One question - is it always a shutdown or are there reboots too?

----------

## Total MAdMaN

 *skrapasor wrote:*   

> "Please notice that this guide describes Power Management for laptops." Am I misinterpreting that?

 

While the guide is showing you power management for laptops, that doesn't mean that the things in it are only for laptops, only that the setup shown is tailored to them. With a different configuration of the items in the guide you could have a setup for desktop or server machines.

----------

## energyman76b

yes, but you have to setup them first. Out of the box acpi does nothing but help managing pci devices and stuff.

----------

## skrapasor

Just for clarification, Wikipedia says:

 *Quote:*   

> To shutdown a computer is to turn its power off in a controlled way.

 

This is not what's happening. The computer doesn't go through any controlled shutdown process; it is as if the power cord is just unplugged and it turns off immediately. Anyway, to answer your question, it never reboots.

----------

## skrapasor

Is this what you guys really think is the solution, ACPI? If so, can you be more specific with what options would actually cause complete power failure? I never had to do anything like this on my two other gentoo desktops, and they have never powered off like this. Oh and by the way, I know ACPI is for all computers, but that guide specifically was for laptops.

----------

## pappy_mcfae

skrapasor,

If the case is closed, open it and see how clogged up the power supply/CPU fans are. If really clogged, clean them out with canned "air" and see if that helps. If the case is open, be sure that the fans are turning, and that the heat sinks to which they are attached aren't excessively hot. Warm is ok, hot isn't.

You're right, computers don't just die for no reason. Most usually, when a computer shifts from normal operation to self-shutdown or other such problems, there is a hardware fault somewhere; either overheating or a component/solder/connector failure. Cleaning out the dust can help if it's an overheating CPU, or power supply component. If it's any of the others, you may be looking at parts replacement.

Blessed be!

Pappy

----------

## energyman76b

yeah, pappy is right. Shutdown is either an emergency step taken by the mobo in an overheating event or failing hardware.
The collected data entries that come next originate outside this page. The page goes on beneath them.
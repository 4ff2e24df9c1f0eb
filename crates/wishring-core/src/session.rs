//! One live session per ring.
//!
//! A [`SessionRegistry`] hands out [`SessionClaim`]s keyed by device
//! identity. A claim releases its identity when dropped, so a session that
//! ends for any reason frees the ring for the next connect.

use std::collections::HashSet;
use std::sync::{Arc, Mutex, MutexGuard, PoisonError};

use tracing::debug;

use crate::error::LinkError;

/// Registry of device identities that currently have a live session.
///
/// Cloning shares the registry.
#[derive(Debug, Clone, Default)]
pub struct SessionRegistry {
    active: Arc<Mutex<HashSet<String>>>,
}

impl SessionRegistry {
    pub fn new() -> Self {
        Self::default()
    }

    /// Claim `device_id`, failing with [`LinkError::SessionActive`] if it is
    /// already held.
    pub fn claim(&self, device_id: &str) -> Result<SessionClaim, LinkError> {
        let key = normalize(device_id);
        if !self.lock().insert(key.clone()) {
            return Err(LinkError::SessionActive(device_id.to_string()));
        }
        debug!("Session claimed for {}", device_id);
        Ok(SessionClaim {
            registry: self.clone(),
            key,
        })
    }

    /// Whether `device_id` has a live session.
    pub fn is_active(&self, device_id: &str) -> bool {
        self.lock().contains(&normalize(device_id))
    }

    /// Number of live sessions.
    pub fn len(&self) -> usize {
        self.lock().len()
    }

    pub fn is_empty(&self) -> bool {
        self.lock().is_empty()
    }

    fn lock(&self) -> MutexGuard<'_, HashSet<String>> {
        self.active.lock().unwrap_or_else(PoisonError::into_inner)
    }
}

/// Holds a device identity in its registry until dropped.
#[derive(Debug)]
pub struct SessionClaim {
    registry: SessionRegistry,
    key: String,
}

impl SessionClaim {
    /// The claimed identity, normalized.
    pub fn key(&self) -> &str {
        &self.key
    }
}

impl Drop for SessionClaim {
    fn drop(&mut self) {
        self.registry.lock().remove(&self.key);
        debug!("Session released for {}", self.key);
    }
}

fn normalize(device_id: &str) -> String {
    device_id.trim().to_uppercase()
}
//! Schema descriptors and the schema cache.
//!
//! The queryable data engine's schema (tables, columns, declared types) is
//! fetched on demand from a [`SchemaProvider`] and held in an explicitly
//! owned [`SchemaCache`] with a TTL refresh policy.

mod cache;
mod traits;
mod types;

pub use cache::SchemaCache;
pub use traits::SchemaProvider;
pub use types::{ColumnDescriptor, SchemaDescriptor, TableDescriptor};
Sudden reboots are usually caused by bad PSU or bad ram causing triple faults.

----------

## skrapasor

Well then why has this never happened when it's running Mac OS X? It had been running OS X for over a year before I installed Gentoo, and it is still used quite frequently. That's why I don't think it is a hardware specific problem.

----------

## energyman76b

different software stresses the hardware differently? or maybe the hardware is failing right now  :Wink: 

----------

## pappy_mcfae

MacOS and Linux are not the same animal. If you can read your Linux partition from Mac, see if there is an error that gets put into /var/log/dmesg. If you can get to said file, post it after a failure. Without more info, it is a lot of guesswork.

Blessed be!

Pappy

----------